Il Trentino è “giallo” ma dalla mezzanotte di oggi ci sono nuove regole provinciali



Divieto di uscire di casa dalle ore 20.00 alle ore 05.00 del giorno successivo, tutti i giorni, a parte per comprovate esigenze legate al lavoro, alla salute e all'urgenza e inoltre nuove disposizioni per l'accesso agli esercizi commerciali: sono i contenuti principali dell'ordinanza del presidente della Provincia autonoma di Trento, che entrerà in vigore dalla mezzanotte di oggi fino al 6 gennaio prossimo, salve possibili novità che derivino dalle prossime decisioni del Governo.

Contrasto agli assembramenti e prevenzione del contagio intrafamiliare sono gli obiettivi di un provvedimento adottato mentre, ad oggi, viene confermata la collocazione del Trentino tra i territori “gialli”. I contenuti dell’ordinanza, la cui adozione era stata comunicata dal presidente in Consiglio provinciale, sono stati illustrati questa mattina nel corso di una conferenza stampa online.

«Adottiamo oggi l’ordinanza – ha spiegato il presidente Fugattiperché solamente ieri, in tarda serata, abbiamo avuto conferma che il Trentino viene confermato dal Governo tra i territori gialli. Penso che la conferma di questa classificazione faccia anche chiarezza rispetto a molte prese di posizione riguardo alla precisione con cui sono stati comunicati dal Trentino numeri e dati».

Nonostante questa conferma si è ritenuto comunque di adottare un’ordinanza che preveda alcuni limiti.

«Essere in zona gialla, con le regole che questo comporta – ha aggiunto il presidente – non si è rivelato sufficiente a contrastare il contagio come è avvenuto nei territori classificati rossi. Per questo, anche in vista delle Festività, ritengo che sia importante adottare una nostra ordinanza che introduce alcune norme ulteriori rispetto a quanto previsto per i territori gialli».

Proseguiranno intanto, anche nella giornata di oggi, le interlocuzioni, anche con il Governo, e quindi la situazione potrebbe essere aggiornata anche nei prossimi giorni.

«Questa mattina – ha detto inoltre il presidente Fugatti mi sono confrontato con i sindaci dei nostri maggiori centri e in effetti c’è preoccupazione per la possibilità che si verifichino assembramenti».

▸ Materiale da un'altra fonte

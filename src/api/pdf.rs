//! Thin proxy to an optional external PDF-rendering collaborator.
use axum::{extract::State, http::StatusCode, response::IntoResponse, Json};
use serde::{Deserialize, Serialize};
use tracing::error;

use crate::app::AppState;

#[derive(Debug, Deserialize, Serialize)]
pub(crate) struct PdfRequest {
    report_content: String,
    #[serde(default)]
    company_name: Option<String>,
}

#[derive(Debug, Serialize)]
struct ErrorResponse {
    error: &'static str,
}

pub(crate) async fn generate(
    State(state): State<AppState>,
    Json(request): Json<PdfRequest>,
) -> impl IntoResponse {
    if request.report_content.trim().is_empty() {
        return (
            StatusCode::BAD_REQUEST,
            Json(ErrorResponse {
                error: "report_content must not be empty",
            }),
        )
            .into_response();
    }

    let Some(base_url) = state.config().pdf_render_base_url() else {
        return (
            StatusCode::SERVICE_UNAVAILABLE,
            Json(ErrorResponse {
                error: "pdf rendering is not configured",
            }),
        )
            .into_response();
    };

    let response = state
        .pdf_client()
        .post(base_url)
        .json(&request)
        .send()
        .await;

    match response {
        Ok(response) => {
            let status =
                StatusCode::from_u16(response.status().as_u16()).unwrap_or(StatusCode::BAD_GATEWAY);
            match response.bytes().await {
                Ok(bytes) => (status, bytes).into_response(),
                Err(error) => {
                    error!(%error, "failed to read pdf render response body");
                    StatusCode::BAD_GATEWAY.into_response()
                }
            }
        }
        Err(error) => {
            error!(%error, "pdf render collaborator request failed");
            StatusCode::BAD_GATEWAY.into_response()
        }
    }
}
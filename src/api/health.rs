use axum::{Json, extract::State, http::StatusCode};
use serde::Serialize;
use tracing::error;

use crate::app::AppState;

#[derive(Debug, Serialize)]
#[serde(rename_all = "snake_case")]
pub(crate) struct HealthReport {
    status: &'static str,
    #[serde(skip_serializing_if = "Option::is_none")]
    detail: Option<String>,
}

impl HealthReport {
    fn ready() -> Self {
        Self {
            status: "ready",
            detail: None,
        }
    }

    fn degraded(detail: impl Into<String>) -> Self {
        Self {
            status: "degraded",
            detail: Some(detail.into()),
        }
    }
}

pub(crate) async fn ready(
    State(state): State<AppState>,
) -> Result<Json<HealthReport>, (StatusCode, Json<HealthReport>)> {
    state.telemetry().record_ready_probe();

    let active = state.job_manager().active_job_count();
    let capacity = state.config().max_concurrent_jobs().get();

    if active >= capacity {
        error!(active, capacity, "service at capacity, reporting degraded readiness");
        return Err((
            StatusCode::SERVICE_UNAVAILABLE,
            Json(HealthReport::degraded(format!(
                "at capacity: {active}/{capacity} jobs running"
            ))),
        ));
    }

    Ok(Json(HealthReport::ready()))
}

pub(crate) async fn live(State(state): State<AppState>) -> Json<HealthReport> {
    state.telemetry().record_live_probe();
    Json(HealthReport {
        status: "live",
        detail: None,
    })
}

L’ordinanza firmata oggi, ha spiegato Fugatti, conferma alcune precedenti restrizioni, come il divieto di incontro e assembramento oltre il numero massimo di 6 persone, nei luoghi pubblici, salvo che non si tratti di conviventi. Bar e ristoranti continueranno a chiudere alle ore 18.00, mentre la ristorazione con asporto è consentita fino alle ore 22.00. Gli esercizi commerciali resteranno aperti fino alle 19.30. Nei centri commerciali, come previsto dalla vigente normativa nazionale, gli esercizi commerciali continueranno a restare chiusi nelle giornate festive e prefestive, ad eccezione di farmacie, parafarmacie, presidi sanitari, alimentari, prodotti agricoli e florovivaistici, tabacchi ed edicole.

L’ordinanza firmata oggi prevede che negli esercizi commerciali con una superficie pari o superiore a 250 metri quadrati dovrà essere consentito l’accesso ad un numero di persone tale da garantire uno spazio di quattro metri quadrati per persona. Questi esercizi dovranno dotarsi, all’ingresso, di strumenti o modalità conta persone. Per i negozi con una superficie inferiore a 250 metri quadrati si dovrà invece garantire il distanziamento interpersonale di almeno un metro.

«Questa ordinanza – ha aggiunto Fugattivuole richiamare i trentini ad un forte senso di responsabilità, a fronte dello sforzo immane che da tempo sta facendo il nostro sistema sanitario. Ci rendiamo conto che le famiglie desiderano organizzarsi in vista delle Festività, però sono proprio le occasioni conviviali o di assembramento quelle che vogliamo siano contenute, per non far circolare il virus». La nuova ordinanza, ha spiegato infine, non disciplina lo spostamento tra i comuni in Trentino, che quindi in questa fase è ancora consentito.